Why are there two tools that are so similar?

Which tool would be best for me to bring in PDFs of architectural drawings so I can draw minor changes over them and then make a print of the original PDF showing the minor changes that I've made?
32 REPLIES 32
Karl Ottenstein
Moderator
johncassel wrote:
What is the difference between the Figure & Drawing tools?
The Drawing Tool does let you choose which page of a multipage PDF to place. The Figure Tool always places the first page.

The image placed with the Figure Tool is embedded into the project file. A drawing placed with the Drawing Tool can be linked to an external file and will thus update if the external file is updated.

A PDF placed with the Drawing Tool, is still a PDF - whether embedded or linked - and so if it is resized, all of the text and vector graphics scale absolutely cleanly.

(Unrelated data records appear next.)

use std::sync::mpsc::Receiver;

use tracing::{error, info, warn};

use crate::assets::{spawn_loaders, AssetEvent};
use crate::config::{Args, CameraConfig, MapStyle};
use crate::map::camera::pointer_to_ndc;
use crate::map::label::LabelFont;
use crate::map::picking::{self, Ray};
use crate::map::scene::Region;
use crate::map::{MapRenderer, MapScene, Mercator, MeshId, OrbitCamera, Selection, TooltipCommand};
use crate::tooltip::{AttractionIndex, Tooltip};

/// Keyboard orbit step, in canvas pixels of equivalent drag
const ORBIT_STEP: i32 = 4;

#[derive(Clone, Copy, Debug, PartialEq, Eq)]
pub enum AssetStatus {
    Loading,
    Ready,
    Failed,
}

#[derive(Clone, Copy, Debug)]
pub struct AssetStatuses {
    pub boundaries: AssetStatus,
    pub font: AssetStatus,
    pub attractions: AssetStatus,
}

impl AssetStatuses {
    fn settled(&self) -> bool {
        [self.boundaries, self.font, self.attractions]
            .iter()
            .all(|s| *s != AssetStatus::Loading)
    }
}

/// Application state
pub struct App {
    pub scene: MapScene,
    pub camera: OrbitCamera,
    pub renderer: MapRenderer,
    pub selection: Selection,
    pub tooltip: Tooltip,
    pub attractions: AttractionIndex,
    pub status: AssetStatuses,
    /// Pointer is over a pickable region
    pub hovering: bool,
    pub should_quit: bool,
    /// Last mouse position for drag tracking
    pub last_mouse: Option<(u16, u16)>,
    /// Current mouse position for cursor marker
    pub mouse_pos: Option<(u16, u16)>,
    dragged: bool,
    projection: Mercator,
    /// Font that arrived before the boundaries
    pending_font: Option<LabelFont>,
    assets: Option<Receiver<AssetEvent>>,
}

impl App {
    /// Start the asset loaders and build an empty map
    pub fn new(args: &Args, width: usize, height: usize) -> Self {
        let projection = Mercator::new(args.center_lon, args.center_lat);
        Self::with_assets(
            MapStyle::from_args(args),
            CameraConfig::default(),
            projection,
            spawn_loaders(args),
            width,
            height,
        )
    }

    pub fn with_assets(
        style: MapStyle,
        camera: CameraConfig,
        projection: Mercator,
        assets: Receiver<AssetEvent>,
        width: usize,
        height: usize,
    ) -> Self {
        let (pixel_width, pixel_height) = map_pixels(width, height);
        Self {
            scene: MapScene::empty(&style),
            camera: OrbitCamera::new(camera, pixel_width, pixel_height),
            renderer: MapRenderer::new(style),
            selection: Selection::default(),
            tooltip: Tooltip::default(),
            attractions: AttractionIndex::default(),
            status: AssetStatuses {
                boundaries: AssetStatus::Loading,
                font: AssetStatus::Loading,
                attractions: AssetStatus::Loading,
            },
            hovering: false,
            should_quit: false,
            last_mouse: None,
            mouse_pos: None,
            dragged: false,
            projection,
            pending_font: None,
            assets: Some(assets),
        }
    }

    /// Apply every finished load without blocking
    pub fn poll_assets(&mut self) {
        let events: Vec<AssetEvent> = match &self.assets {
            Some(rx) => rx.try_iter().collect(),
            None => return,
        };
        for event in events {
            self.handle_asset(event);
        }
        if self.status.settled() {
            self.assets = None;
        }
    }

    fn handle_asset(&mut self, event: AssetEvent) {
        match event {
            AssetEvent::Boundaries(Ok(features)) => {
                self.scene = MapScene::build(&features, &self.projection, self.renderer.style());
                self.selection = Selection::Idle;
                self.tooltip.apply(TooltipCommand::Hide, &self.attractions);
                self.status.boundaries = AssetStatus::Ready;
                match (self.pending_font.take(), self.status.font) {
                    (Some(font), _) => self.scene.resolve_labels(&font),
                    (None, AssetStatus::Failed) => self.scene.mark_labels_unavailable(),
                    _ => {}
                }
            }
            AssetEvent::Boundaries(Err(e)) => {
                error!(error = %format!("{e:#}"), "boundary load failed; map stays empty");
                self.status.boundaries = AssetStatus::Failed;
            }
            AssetEvent::Font(Ok(font)) => {
                info!(family = %font.family, glyphs = font.advances.len(), "font loaded");
                self.status.font = AssetStatus::Ready;
                if self.status.boundaries == AssetStatus::Ready {
                    self.scene.resolve_labels(&font);
                } else {
                    self.pending_font = Some(font);
                }
            }
            AssetEvent::Font(Err(e)) => {
                warn!(error = %format!("{e:#}"), "font load failed; labels unavailable");
                self.status.font = AssetStatus::Failed;
                self.scene.mark_labels_unavailable();
            }
            AssetEvent::Attractions(Ok(records)) => {
                self.attractions = AttractionIndex::new(records);
                info!(cities = self.attractions.len(), "attractions loaded");
                self.status.attractions = AssetStatus::Ready;
                self.tooltip.refresh(&self.attractions);
            }
            AssetEvent::Attractions(Err(e)) => {
                warn!(error = %format!("{e:#}"), "attraction load failed");
                self.status.attractions = AssetStatus::Failed;
            }
        }
    }

    /// Ray through the center of the Braille cell under a terminal position
    fn ray_at(&self, col: u16, row: u16) -> Option<Ray> {
        let (px, py) = self.cell_to_pixel(col, row)?;
        let (nx, ny) = pointer_to_ndc(px, py, self.camera.width, self.camera.height);
        Some(self.camera.ray(nx, ny))
    }

    /// Terminal cell to canvas pixel, `None` outside the map area
    pub fn cell_to_pixel(&self, col: u16, row: u16) -> Option<(f64, f64)> {
        // Account for the border
        let cx = (col as usize).checked_sub(1)?;
        let cy = (row as usize).checked_sub(1)?;
        let (px, py) = (cx * 2 + 1, cy * 4 + 2);
        (px < self.camera.width && py < self.camera.height).then_some((px as f64, py as f64))
    }

    /// Pick at a terminal position and run the selection transition
    pub fn click(&mut self, col: u16, row: u16) {
        let Some(ray) = self.ray_at(col, row) else {
            return;
        };
        let pick = picking::resolve(&ray, &self.scene);
        self.select(pick);
    }

    /// Same as clicking empty space
    pub fn clear_selection(&mut self) {
        self.select(None);
    }

    fn select(&mut self, pick: Option<MeshId>) {
        let highlight = self.renderer.style().highlight_color;
        let command = self.selection.apply(pick, &mut self.scene, highlight);
        self.tooltip.apply(command, &self.attractions);
    }

    pub fn set_mouse_pos(&mut self, col: u16, row: u16) {
        self.mouse_pos = Some((col, row));
    }

    pub fn hover_at(&mut self, col: u16, row: u16) {
        self.set_mouse_pos(col, row);
        self.hovering = self
            .ray_at(col, row)
            .is_some_and(|ray| picking::hover(&ray, &self.scene));
    }

    pub fn start_drag(&mut self, col: u16, row: u16) {
        self.last_mouse = Some((col, row));
        self.dragged = false;
    }

    /// Orbit by the cell delta since the last drag event
    pub fn handle_drag(&mut self, col: u16, row: u16) {
        self.set_mouse_pos(col, row);
        if let Some((last_x, last_y)) = self.last_mouse {
            let dx = (col as i32 - last_x as i32) * 2;
            let dy = (row as i32 - last_y as i32) * 4;
            if dx != 0 || dy != 0 {
                self.camera.rotate_drag(dx, dy);
                self.dragged = true;
            }
        }
        self.last_mouse = Some((col, row));
    }

    /// A press and release without movement is a click
    pub fn end_drag(&mut self, col: u16, row: u16) {
        let was_press = self.last_mouse.is_some();
        self.last_mouse = None;
        if was_press && !self.dragged {
            self.click(col, row);
        }
        self.dragged = false;
    }

    pub fn orbit(&mut self, steps_x: i32, steps_y: i32) {
        self.camera.rotate_drag(steps_x * ORBIT_STEP, steps_y * ORBIT_STEP);
    }

    pub fn reset_camera(&mut self) {
        self.camera.reset();
    }

    pub fn resize(&mut self, width: usize, height: usize) {
        let (pixel_width, pixel_height) = map_pixels(width, height);
        self.camera.set_size(pixel_width, pixel_height);
    }

    pub fn quit(&mut self) {
        self.should_quit = true;
    }

    pub fn selected_region(&self) -> Option<&Region> {
        let mesh = self.scene.mesh(self.selection.mesh()?)?;
        self.scene.region(mesh.region)
    }

    pub fn selected_name(&self) -> Option<&str> {
        self.selected_region().map(|r| r.name.as_str())
    }
}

A PDF placed with the Figure Tool is converted to a bitmap image at 300 (?) dpi. If you then stretch it, you get bad pixelization because just the converted bitmap version is being stretched. It is not like an Adobe "smart object" which would go back to the source PDF and re-convert to a bitmap at the new dimensions.

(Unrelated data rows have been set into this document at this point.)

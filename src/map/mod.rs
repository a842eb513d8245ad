mod color;
pub mod camera;
pub mod geometry;
pub mod label;
pub mod picking;
pub mod projection;
mod raster;
pub mod region;
pub mod renderer;
pub mod scene;
pub mod selection;

pub use camera::OrbitCamera;
pub use color::Rgb;
pub use projection::Mercator;
pub use renderer::{MapLayers, MapRenderer};
pub use scene::{MapScene, MeshId, RegionId};
pub use selection::{Selection, TooltipCommand};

An image placed with the Figure Tool can be distorted. It will scale proportionally only if the shift key is held down while stretching. (An image placed with the Drawing Tool cannot be distorted.)

The distortion is very important, as I have found almost every received scanned PDF that I have dealt with is not scaled 100% correct in both axes. So, as I stretch the image to known measurements - I have to finish by distorting it along either the width or height to get the entire image to be to proper scale.

Images placed with the Figure Tool can be mirrored - those with the Drawing Tool cannot. If you are placing an image of a standard manufacturer detail (e.g.) - as long as there is no text involved, it is handy to mirror it if necessary to match the orientation in the model that you are calling it out from.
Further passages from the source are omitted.